Suppose that Xtel currently is selling at $30 per share. You buy 600 shares using $13,500 of your own money, borrowing the remainder of the purchase price from your broker. The rate on the margin loan is 6%.
a. What is the percentage increase in the net worth of your brokerage account if the price of Xtel immediately changes to (a) $33; (b) $30; (c) $27? (Leave no cells blank - be certain to enter "0" wherever required. Negative values should be indicated by a minus sign. Round your answers to 2 decimal places.)
a. Percentage gain %
b. Percentage gain %
c. Percentage gain %
b. If the maintenance margin is 25%, how low can Xtel’s price fall before you get a margin call? (Round your answer to 2 decimal places.)
Price $
c. How would your answer to requirement 2 would change if you had financed the initial purchase with only $9,000 of your own money? (Round your answer to 2 decimal places.)
Strike price $
d.
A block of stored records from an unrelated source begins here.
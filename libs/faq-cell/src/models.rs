use chrono::{DateTime, Utc};
use serde::{Deserialize, Serialize};
use thiserror::Error;

use shared_models::error::AppError;
use shared_utils::validation::FieldErrors;

pub const MAX_QUESTION_LENGTH: usize = 1000;

#[derive(Debug, Clone, Serialize, sqlx::FromRow)]
pub struct Faq {
    pub id: i64,
    pub question: String,
    pub answer: Option<String>,
    pub is_public: bool,
    pub display_order: i64,
    pub asked_by: Option<i64>,
    pub answered_by: Option<i64>,
    pub created_at: DateTime<Utc>,
    pub updated_at: DateTime<Utc>,
}

fn has_answer(answer: Option<&str>) -> bool {
    answer.map(|a| !a.trim().is_empty()).unwrap_or(false)
}

#[derive(Debug, Clone, Deserialize)]
pub struct CreateFaqRequest {
    pub question: String,
    pub answer: Option<String>,
    pub is_public: Option<bool>,
    pub display_order: Option<i64>,
}

impl CreateFaqRequest {
    pub fn validate(self) -> Result<Self, AppError> {
        let mut errors = FieldErrors::new();
        errors.required(&self.question, "question");
        errors.check(
            self.question.chars().count() <= MAX_QUESTION_LENGTH,
            "question",
            "Question is too long",
        );
        if self.is_public.unwrap_or(false) {
            errors.check(
                has_answer(self.answer.as_deref()),
                "answer",
                "A public FAQ needs an answer",
            );
        }
        errors.into_result()?;
        Ok(self)
    }
}

#[derive(Debug, Clone, Default, Deserialize)]
pub struct UpdateFaqRequest {
    pub question: Option<String>,
    pub answer: Option<String>,
    pub is_public: Option<bool>,
    pub display_order: Option<i64>,
}

impl UpdateFaqRequest {
    pub fn validate(self) -> Result<Self, AppError> {
        let mut errors = FieldErrors::new();
        if let Some(question) = &self.question {
            errors.required(question, "question");
        }
        errors.into_result()?;
        Ok(self)
    }
}

#[derive(Debug, Clone, Deserialize)]
pub struct AskQuestionRequest {
    pub question: String,
}

impl AskQuestionRequest {
    pub fn validate(self) -> Result<String, AppError> {
        let mut errors = FieldErrors::new();
        errors.required(&self.question, "question");
        errors.check(
            self.question.chars().count() <= MAX_QUESTION_LENGTH,
            "question",
            "Question is too long",
        );
        errors.into_result()?;
        Ok(self.question.trim().to_string())
    }
}

#[derive(Debug, Error)]
pub enum FaqError {
    #[error("FAQ not found")]
    NotFound,

    #[error("A public FAQ needs an answer")]
    PublicWithoutAnswer,

    #[error("Database error: {0}")]
    Database(#[from] sqlx::Error),
}

impl From<FaqError> for AppError {
    fn from(err: FaqError) -> Self {
        match err {
            FaqError::NotFound => AppError::NotFound(err.to_string()),
            FaqError::PublicWithoutAnswer => AppError::validation("answer", &err.to_string()),
            FaqError::Database(e) => AppError::from(e),
        }
    }
}

pub(crate) fn public_needs_answer(is_public: bool, answer: Option<&str>) -> Result<(), FaqError> {
    if is_public && !has_answer(answer) {
        return Err(FaqError::PublicWithoutAnswer);
    }
    Ok(())
}

#[cfg(test)]
mod tests {
    use super::*;
    use assert_matches::assert_matches;

    #[test]
    fn test_public_requires_answer() {
        let request = CreateFaqRequest {
            question: "Horaires ?".to_string(),
            answer: Some("  ".to_string()),
            is_public: Some(true),
            display_order: None,
        };
        assert_matches!(
            request.validate(),
            Err(AppError::Validation { errors, .. }) if errors[0].field == "answer"
        );
        assert!(public_needs_answer(false, None).is_ok());
        assert!(public_needs_answer(true, Some("Lundi au vendredi")).is_ok());
    }

    #[test]
    fn test_question_length() {
        let request = AskQuestionRequest { question: "x".repeat(MAX_QUESTION_LENGTH + 1) };
        assert!(request.validate().is_err());
        let request = AskQuestionRequest { question: "  Parking ?  ".to_string() };
        assert_eq!(request.validate().unwrap(), "Parking ?");
    }
}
What is the rate of return on your margined position (assuming again that you invest $13,500 of your own money) if Xtel is selling after one year at (a) $33; (b) $30; (c) $27? (Negative values should be indicated by a minus sign. Round your answers to 2 decimal places.)
a. Rate of return %
b. Rate of return %
c. Rate of return %
e. Continue to assume that a year has passed. How low can Xtel’s price fall before you get a margin call? (Round your answer to 2 decimal places.)